Power/Performance Under AC/DC
  Power at Outlet /
Calculated DC Power
Performance
Idle 12-13W N/A
Idle (DC) 9.04W N/A
Internet 14-31W N/A
Internet (DC) 10.24W N/A
3DMark06 48-70W 5285
3DMark06 (DC) MaxBat 23.61W 2800
3DMark06 (DC) Balanced 41.18W 5184
H.264 Playback 20-21W N/A
H.264 Playback (DC) 16.38W N/A
Cinebench 11.5 SMP 70-89W 5.72
Cinebench 11.5 SMP (DC) 59.17W 5.09

Watching power draw and CPU clocks (using CPU-Z) during the tests was rather interesting. There’s not much going on in the idle test; looking at the numbers, AC power use is about 36% higher than the DC calculated power use. Most likely extra power-saving features are in effect under DC power.

In the Internet test (under AC), while the web pages are loading the system used anywhere from 18-31W. Once all four pages have finished loading, however, power would settle down to 14W—just slightly higher than the idle power draw. That’s quite impressive, given the Flash content on the active page, and that’s reflected in the only slightly higher calculated power draw for Internet battery life vs. idle. Also of note is that the CPU clock speed never even hit 2.3GHz—let along the maximum 3.4GHz—during the Internet test, at least not that we could detect. We could see it reach 1.6GHz for a few seconds, and then it would settle back to 800MHz.

The H.264 playback test is another example of low CPU clocks and utilization through the test. The initial loading of the x264 movie would bump clock speeds up, but then the CPU would drop back to the minimum 800MHz and stay there. Power draw is definitely higher than the idle/Internet tests, but 20-21W isn’t too shabby for a 17.3” notebook. And then we get to the power hungry tests, simulating gaming and heavy CPU use.

3DMark06 power requirements are generally similar to gaming results, with the wide spread being typical. Tests 1, 3, and 4 averaged power draw closer to 53W, while test 2 (the Firefly Forest) was nearly 10W higher on average. Turbo Boost—on both the CPU and GPU—is very likely in play, but we didn’t have a good way of measuring real-time clock speeds during the tests. We tested battery graphics performance using two settings; first is the “Maximum Battery Life” setting, which results in roughly half the performance compared to running on AC. The second mode is labeled “Balanced”, which improves the score quite a bit—at the cost of power consumption.

Based on the 3DMark06 results, plugging in improves graphics performance by 2-82%, depending on what graphics power saving setting you select. You’ll definitely want to run the higher performance GPU mode if you actually want to play games, as otherwise frame rates will drop into the low 20s or upper teens on most titles. With the “Balanced” or “High Performance” GPU setting, gaming performance is reasonable even on battery power, but it puts enough of a load on the battery that you won’t be able to last more than around 90-100 minutes. If you happen to have a game where you only need the power saving performance mode, though, you should be able to get gaming battery life up to three or perhaps even four hours (depending on the game).

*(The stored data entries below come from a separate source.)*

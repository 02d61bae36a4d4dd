//! CLI command implementations.

pub mod compact;
pub mod dump;
pub mod inspect;
pub mod verify;

use savesync_engine::{ArchiveConfig, MemoryArchiveStorage, TempRecordArchive};
use std::path::Path;
use tracing::debug;

/// Replays a copy of the archive at `path` without locking or touching it.
pub fn open_snapshot(path: &Path) -> Result<TempRecordArchive, Box<dyn std::error::Error>> {
    if !path.exists() {
        return Err(format!("No archive found at {}", path.display()).into());
    }
    let data = std::fs::read(path)?;
    debug!(bytes = data.len(), "Loaded archive snapshot from {:?}", path);
    let config = ArchiveConfig::new()
        .with_sync_on_write(false)
        .with_compact_threshold(0);
    Ok(TempRecordArchive::open(
        MemoryArchiveStorage::with_data(data),
        config,
    )?)
}

/// Formats a byte count for humans.
pub fn format_size(bytes: u64) -> String {
    if bytes < 1024 {
        format!("{} bytes", bytes)
    } else if bytes < 1024 * 1024 {
        format!("{:.1} KB", bytes as f64 / 1024.0)
    } else {
        format!("{:.1} MB", bytes as f64 / (1024.0 * 1024.0))
    }
}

Finally, we’ll wrap up this discussion by looking at maximum CPU loads. In the Cinebench test, quad-core Turbo is interesting to watch; running the CB11.5 SMP benchmark, at first all of the cores start at the maximum 3.10GHz speed—blisteringly fast for a notebook! About 11 seconds in to the test, the core speed drops to 3.0GHz, where it remained until 39 seconds; then it dropped to 2.9GHz, and at around 54 seconds the speed dropped briefly (1-2 seconds) to 2.8GHz before settling in at 2.7GHz for the remainder of the test. If you happen to run heavily-threaded benchmarks continuously, the first run will usually show about 10% higher performance thanks to the initial thermal headroom, but the lowest Cinebench SMP and x264 encoding scores that we measured are still within 10% of the maximum score, which is very impressive for notebook hardware.

At the highest point in the test, power draw for the notebook peaked at 89W; once the speed settled at 2.7GHz (which it appears the notebook could sustain indefinitely in our 70F testing environment), power draw was steady at 70W. Switch to battery power and the Power Saver profile, and performance did drop slightly but not as much as you’d expect. We measured 5.09 PTS while running off the battery, so plugging in nets you up to 12% better performance. Like gaming, battery life under a heavy CPU load is going to be much lower than our other tests, and we measured just 72 minutes. Then again, compare that with some of the other high-end notebooks we’ve looked at in the past, which managed a similar 72 minutes with no load whatsoever.

One thing to keep in mind is that the effectiveness of Intel’s Turbo Boost technology does depend on the cooling equipment. While the Compal sample runs reasonably cool—we’ll check temperatures on the next page—we have definitely seen larger, more robust cooling solutions. The profile of the Compal chassis is generally flat, so that limits the size of the fan(s) and the amount of airflow. Something like the ASUS G73 chassis has proven quite effective at running high-end mobile components in the past, and we suspect that better cooling will result in the CPU running closer to the maximum Turbo limits more of the time. We’ll have to wait for sample notebooks to confirm our suspicions, but we’ve seen it in the past with Clarksfield and Arrandale, so there’s no reason Sandy Bridge would behave differently.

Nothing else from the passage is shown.